One thing about this outcry: it came from the American media. Lavigne herself pointed out that she’d made the video in Japan, with plenty of Japanese voices going into the planning and execution. As some commenters with ears to the East pointed out, Lavigne’s Japanese fans were thrilled with the video. Even the Japanese embassy declined to be offended, instead focusing on the publicity that the music video offered their country. After all, in recent years the “Cool Japan” program has been geared towards just what Lavigne’s video does—taking up Japanese pop culture and media and bringing it to an American audience. Teasing apart the ethics of the video and the accusations of cultural appropriation, the University of Oxford’s Kei Hiruta argued that portraying Japan as the victim of exploitation in this instance robs the nation of power and agency where clearly there has been careful planning and marketing.

Which brings me to my next point:


Japan has been importing American culture for marketing purposes for years. Can we talk about all of the American celebrities who’ve done ads in Japan? In this compilation video, you’ll catch the likes of Bruce Willis, Britney Spears, and Nicolas Cage (as a cartoonishly bewildered cowboy, I’d like to point out!). Who are these American stars benefiting? Sure, they’re carrying home a big check, but ultimately it’s the Japanese companies who are cashing in on these glossy snippets of Western culture. Ben Stiller directing his manic blue-eyed gaze at the camera might as well be a scene from Zoolander, and might even have been poking fun at the role. These actors are performing for a Japanese gaze, mouthing words and hawking products that they can’t possibly understand as part of a larger societal context. They don’t know that hey, this coffee is typically one poorer people would grab on their way to work. Hey, that candy is one that little Japanese girls trade before class.

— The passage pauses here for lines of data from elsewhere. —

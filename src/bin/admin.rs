//! CLI administration tool for tinylink.
//!
//! Manages users and API tokens, shows statistics, and checks the database
//! without going through the HTTP API.
//!
//! # Usage
//!
//! ```bash
//! # Create a link owner
//! cargo run --bin admin -- user create --email alice@example.com
//!
//! # Issue a token for that user
//! cargo run --bin admin -- token create --email alice@example.com --name "CLI"
//!
//! # List and revoke tokens
//! cargo run --bin admin -- token list
//! cargo run --bin admin -- token revoke "CLI"
//!
//! # View statistics
//! cargo run --bin admin -- stats
//!
//! # Check database connection
//! cargo run --bin admin -- db check
//! ```
//!
//! # Environment Variables
//!
//! Same as the server. `DATABASE_URL` (or `DB_PATH`) selects the database and
//! `TOKEN_SIGNING_SECRET` must match the server's so issued tokens validate.

use tinylink::application::services::auth_service::hash_token;
use tinylink::config::{Config, load_from_env};
use tinylink::domain::repositories::{TokenRepository, UserRepository};
use tinylink::infrastructure::persistence::{SqliteTokenRepository, SqliteUserRepository};
use tinylink::server::connect_database;

use anyhow::{Context, Result};
use clap::{Parser, Subcommand};
use colored::*;
use dialoguer::{Confirm, Input};
use sqlx::SqlitePool;
use std::sync::Arc;

/// CLI tool for managing tinylink.
#[derive(Parser)]
#[command(name = "admin")]
#[command(author, version, about, long_about = None)]
struct Cli {
    #[command(subcommand)]
    command: Commands,
}

#[derive(Subcommand)]
enum Commands {
    /// Manage link owners
    User {
        #[command(subcommand)]
        action: UserAction,
    },

    /// Manage API tokens
    Token {
        #[command(subcommand)]
        action: TokenAction,
    },

    /// Show statistics
    Stats,

    /// Database operations
    Db {
        #[command(subcommand)]
        action: DbAction,
    },
}

#[derive(Subcommand)]
enum UserAction {
    /// Create a user
    Create {
        #[arg(short, long)]
        email: Option<String>,

        /// Display name
        #[arg(short, long)]
        name: Option<String>,
    },

    /// List all users
    List,
}

#[derive(Subcommand)]
enum TokenAction {
    /// Create a new API token for a user
    Create {
        /// Owner's email
        #[arg(short, long)]
        email: Option<String>,

        /// Token name (e.g., "Production API", "Mobile App")
        #[arg(short, long)]
        name: Option<String>,

        /// Custom token value (optional, auto-generated if not provided)
        #[arg(short, long)]
        token: Option<String>,

        /// Skip confirmation prompt
        #[arg(short = 'y', long)]
        yes: bool,
    },

    /// List all tokens
    List,

    /// Revoke a token
    Revoke {
        /// Token name or ID to revoke
        name_or_id: String,
    },
}

#[derive(Subcommand)]
enum DbAction {
    /// Check database connection
    Check,

    /// Show database info
    Info,
}

#[tokio::main]
async fn main() -> Result<()> {
    dotenvy::dotenv().ok();

    let cli = Cli::parse();
    let config = load_from_env()?;

    let pool = connect_database(&config).await?;
    sqlx::migrate!("./migrations")
        .run(&pool)
        .await
        .context("Failed to run migrations")?;

    match cli.command {
        Commands::User { action } => handle_user_action(action, &pool).await?,
        Commands::Token { action } => handle_token_action(action, &pool, &config).await?,
        Commands::Stats => handle_stats(&pool).await?,
        Commands::Db { action } => handle_db_action(action, &pool).await?,
    }

    Ok(())
}

async fn handle_user_action(action: UserAction, pool: &SqlitePool) -> Result<()> {
    let repo = SqliteUserRepository::new(Arc::new(pool.clone()));

    match action {
        UserAction::Create { email, name } => create_user(&repo, email, name).await,
        UserAction::List => list_users(&repo).await,
    }
}

async fn create_user(
    repo: &SqliteUserRepository,
    email: Option<String>,
    name: Option<String>,
) -> Result<()> {
    println!("{}", "👤 Create User".bright_blue().bold());
    println!();

    let email = match email {
        Some(e) => e,
        None => Input::new().with_prompt("Email").interact_text()?,
    };
    let email = email.trim().to_lowercase();

    if repo
        .find_by_email(&email)
        .await
        .map_err(|e| anyhow::anyhow!("Database error: {}", e))?
        .is_some()
    {
        println!("{}", "⚠️  A user with this email already exists".yellow());
        return Ok(());
    }

    let user = repo
        .create(&email, name.filter(|n| !n.trim().is_empty()))
        .await
        .map_err(|e| anyhow::anyhow!("Failed to create user: {}", e))?;

    println!("{}", "✅ User created".green().bold());
    println!("  ID:    {}", user.id.to_string().bright_black());
    println!("  Email: {}", user.email.cyan());
    println!();

    Ok(())
}

async fn list_users(repo: &SqliteUserRepository) -> Result<()> {
    println!("{}", "📋 Users".bright_blue().bold());
    println!();

    let users = repo
        .list()
        .await
        .map_err(|e| anyhow::anyhow!("Failed to list users: {}", e))?;

    if users.is_empty() {
        println!("{}", "  No users found".yellow());
        return Ok(());
    }

    println!(
        "  {:<5} {:<35} {:<20} {}",
        "ID".bright_white().bold(),
        "Email".bright_white().bold(),
        "Name".bright_white().bold(),
        "Created".bright_white().bold()
    );
    println!("  {}", "─".repeat(80).bright_black());

    for user in &users {
        println!(
            "  {:<5} {:<35} {:<20} {}",
            user.id.to_string().bright_black(),
            user.email.cyan(),
            user.display_name.as_deref().unwrap_or("-"),
            user.created_at.format("%Y-%m-%d %H:%M").to_string().bright_black()
        );
    }

    println!();
    println!("  Total: {}", users.len().to_string().bright_white().bold());
    println!();

    Ok(())
}

async fn handle_token_action(action: TokenAction, pool: &SqlitePool, config: &Config) -> Result<()> {
    let pool = Arc::new(pool.clone());
    let tokens = SqliteTokenRepository::new(pool.clone());

    match action {
        TokenAction::Create {
            email,
            name,
            token,
            yes,
        } => {
            let users = SqliteUserRepository::new(pool);
            create_token(&tokens, &users, config, email, name, token, yes).await
        }
        TokenAction::List => list_tokens(&tokens).await,
        TokenAction::Revoke { name_or_id } => revoke_token(&tokens, name_or_id).await,
    }
}

/// Creates a new API token with interactive prompts.
///
/// # Flow
///
/// 1. Resolve the owner by email
/// 2. Prompt for token name (or use provided)
/// 3. Generate random token or use provided value
/// 4. Confirm creation (unless `--yes` flag)
/// 5. Store the keyed hash and show the raw token once
async fn create_token(
    tokens: &SqliteTokenRepository,
    users: &SqliteUserRepository,
    config: &Config,
    email: Option<String>,
    name: Option<String>,
    token: Option<String>,
    skip_confirm: bool,
) -> Result<()> {
    println!("{}", "🔑 Create API Token".bright_blue().bold());
    println!();

    let email = match email {
        Some(e) => e,
        None => Input::new().with_prompt("Owner email").interact_text()?,
    };

    let owner = users
        .find_by_email(email.trim().to_lowercase().as_str())
        .await
        .map_err(|e| anyhow::anyhow!("Database error: {}", e))?
        .context("User not found, create it first with `admin user create`")?;

    let token_name = match name {
        Some(n) => n,
        None => Input::new()
            .with_prompt("Token name")
            .with_initial_text("Production API")
            .interact_text()?,
    };

    let token_value = match token {
        Some(t) => {
            println!("{}", "⚠️  Using provided token value".yellow());
            t
        }
        None => {
            let generated = generate_token();
            println!("{}", "✨ Generated new token".green());
            generated
        }
    };

    println!();
    println!("{}", "Token details:".bright_white().bold());
    println!("  Owner: {}", owner.email.cyan());
    println!("  Name:  {}", token_name.cyan());
    println!("  Token: {}", token_value.bright_yellow().bold());
    println!();
    println!(
        "{}",
        "⚠️  IMPORTANT: Save this token now! You won't be able to see it again."
            .red()
            .bold()
    );
    println!();

    if !skip_confirm {
        let confirmed = Confirm::new()
            .with_prompt("Create this token?")
            .default(true)
            .interact()?;

        if !confirmed {
            println!("{}", "❌ Cancelled".red());
            return Ok(());
        }
    }

    let token_hash = hash_token(&config.token_signing_secret, &token_value);

    tokens
        .create_token(owner.id, &token_name, &token_hash)
        .await
        .map_err(|e| anyhow::anyhow!("Failed to create token: {}", e))?;

    println!();
    println!("{}", "✅ Token created successfully!".green().bold());
    println!();
    println!("{}", "Example:".bright_white());
    println!(
        "  curl -H \"Authorization: Bearer {}\" {}/api/links",
        token_value.bright_yellow(),
        config.base_url.trim_end_matches('/')
    );
    println!();

    Ok(())
}

async fn list_tokens(repo: &SqliteTokenRepository) -> Result<()> {
    println!("{}", "📋 API Tokens".bright_blue().bold());
    println!();

    let tokens = repo
        .list_tokens()
        .await
        .map_err(|e| anyhow::anyhow!("Failed to list tokens: {}", e))?;

    if tokens.is_empty() {
        println!("{}", "  No tokens found".yellow());
        println!();
        println!(
            "  Create one with: {} admin token create",
            "cargo run --bin".bright_cyan()
        );
        return Ok(());
    }

    println!(
        "  {:<4} {:<6} {:<28} {:<18} {:<18} {}",
        "ID".bright_white().bold(),
        "User".bright_white().bold(),
        "Name".bright_white().bold(),
        "Created".bright_white().bold(),
        "Last used".bright_white().bold(),
        "Status".bright_white().bold()
    );
    println!("  {}", "─".repeat(88).bright_black());

    for token in &tokens {
        let status = if token.revoked_at.is_some() {
            "REVOKED".red()
        } else {
            "ACTIVE".green()
        };
        let last_used = token
            .last_used_at
            .map(|t| t.format("%Y-%m-%d %H:%M").to_string())
            .unwrap_or_else(|| "never".to_string());

        println!(
            "  {:<4} {:<6} {:<28} {:<18} {:<18} {}",
            token.id.to_string().bright_black(),
            token.user_id.to_string().bright_black(),
            token.name.cyan(),
            token.created_at.format("%Y-%m-%d %H:%M").to_string().bright_black(),
            last_used.bright_black(),
            status
        );
    }

    println!();
    println!("  Total: {}", tokens.len().to_string().bright_white().bold());
    println!();

    Ok(())
}

/// Revokes a token by name or ID with confirmation prompt.
///
/// Numeric input is looked up as an ID, anything else as an exact name.
async fn revoke_token(repo: &SqliteTokenRepository, name_or_id: String) -> Result<()> {
    println!("{}", "🔒 Revoke API Token".bright_blue().bold());
    println!();

    let token = match name_or_id.parse::<i64>() {
        Ok(id) => repo.find_by_id(id).await,
        Err(_) => repo.find_by_name(&name_or_id).await,
    }
    .map_err(|e| anyhow::anyhow!("Database error: {}", e))?
    .context("Token not found")?;

    if token.revoked_at.is_some() {
        println!("{}", "⚠️  This token is already revoked".yellow());
        return Ok(());
    }

    println!("  Token: {}", token.name.cyan());
    println!("  ID:    {}", token.id.to_string().bright_black());
    println!();

    let confirmed = Confirm::new()
        .with_prompt("Revoke this token?")
        .default(false)
        .interact()?;

    if !confirmed {
        println!("{}", "❌ Cancelled".red());
        return Ok(());
    }

    repo.revoke_token(token.id)
        .await
        .map_err(|e| anyhow::anyhow!("Failed to revoke token: {}", e))?;

    println!();
    println!("{}", "✅ Token revoked successfully!".green().bold());
    println!();

    Ok(())
}

async fn handle_stats(pool: &SqlitePool) -> Result<()> {
    println!("{}", "📊 Statistics".bright_blue().bold());
    println!();

    let users_count: i64 = sqlx::query_scalar("SELECT COUNT(*) FROM users")
        .fetch_one(pool)
        .await?;

    let links_count: i64 = sqlx::query_scalar("SELECT COUNT(*) FROM short_links")
        .fetch_one(pool)
        .await?;

    let active_count: i64 =
        sqlx::query_scalar("SELECT COUNT(*) FROM short_links WHERE is_active = 1")
            .fetch_one(pool)
            .await?;

    let clicks_count: i64 = sqlx::query_scalar("SELECT COUNT(*) FROM click_logs")
        .fetch_one(pool)
        .await?;

    let tokens_count: i64 =
        sqlx::query_scalar("SELECT COUNT(*) FROM api_tokens WHERE revoked_at IS NULL")
            .fetch_one(pool)
            .await?;

    println!("  Users:         {}", users_count.to_string().bright_green().bold());
    println!(
        "  Links:         {} ({} active)",
        links_count.to_string().bright_green().bold(),
        active_count
    );
    println!("  Clicks:        {}", clicks_count.to_string().bright_green().bold());
    println!("  Active tokens: {}", tokens_count.to_string().bright_green().bold());
    println!();

    Ok(())
}

async fn handle_db_action(action: DbAction, pool: &SqlitePool) -> Result<()> {
    match action {
        DbAction::Check => {
            println!("{}", "🔍 Checking database connection...".bright_blue());

            sqlx::query("SELECT 1").fetch_one(pool).await?;

            println!("{}", "✅ Database connection OK".green().bold());
        }
        DbAction::Info => {
            println!("{}", "ℹ️  Database Information".bright_blue().bold());
            println!();

            let version: String = sqlx::query_scalar("SELECT sqlite_version()")
                .fetch_one(pool)
                .await?;
            let journal: String = sqlx::query_scalar("PRAGMA journal_mode")
                .fetch_one(pool)
                .await?;

            println!("  SQLite:       {}", version.bright_white());
            println!("  Journal mode: {}", journal.bright_white());
            println!();
        }
    }

    Ok(())
}

/// Generates a random 48-character alphanumeric token.
fn generate_token() -> String {
    use rand::Rng;
    const CHARSET: &[u8] = b"ABCDEFGHIJKLMNOPQRSTUVWXYZabcdefghijklmnopqrstuvwxyz0123456789";
    const TOKEN_LEN: usize = 48;

    let mut rng = rand::rng();

    (0..TOKEN_LEN)
        .map(|_| CHARSET[rng.random_range(0..CHARSET.len())] as char)
        .collect()
}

I don’t know if any that stuff about the products is true—I’m making it all up. But that’s the point. Ads and music videos are maybe thirty seconds, maybe a couple of minutes long. That’s not a lot of space to step into a cultural conversation, though it’s certainly possible. What often gets prioritized is often not the global conversation but rather the marketing aesthetic. So yes, no matter what gender or nationality or style your backup dancers are in, they’re probably going to be in the background, dancing all alike. If you bring in a foreign star, you’re probably going to have to take a shortcut through some familiar narratives, whether that means casting them as a cowboy or an action hero. Is it fair to ask a song like “Hello Kitty,” ostensibly about a pillow fight, to make complex trans-national commentary? Is there an ethical way to go about making a compressed snapshot of a culture? How can we balance the way that countries invite themselves to be portrayed overseas against the way receiving cultures are going to perceive that portrayal? We don’t have an answer, but we’d love yours.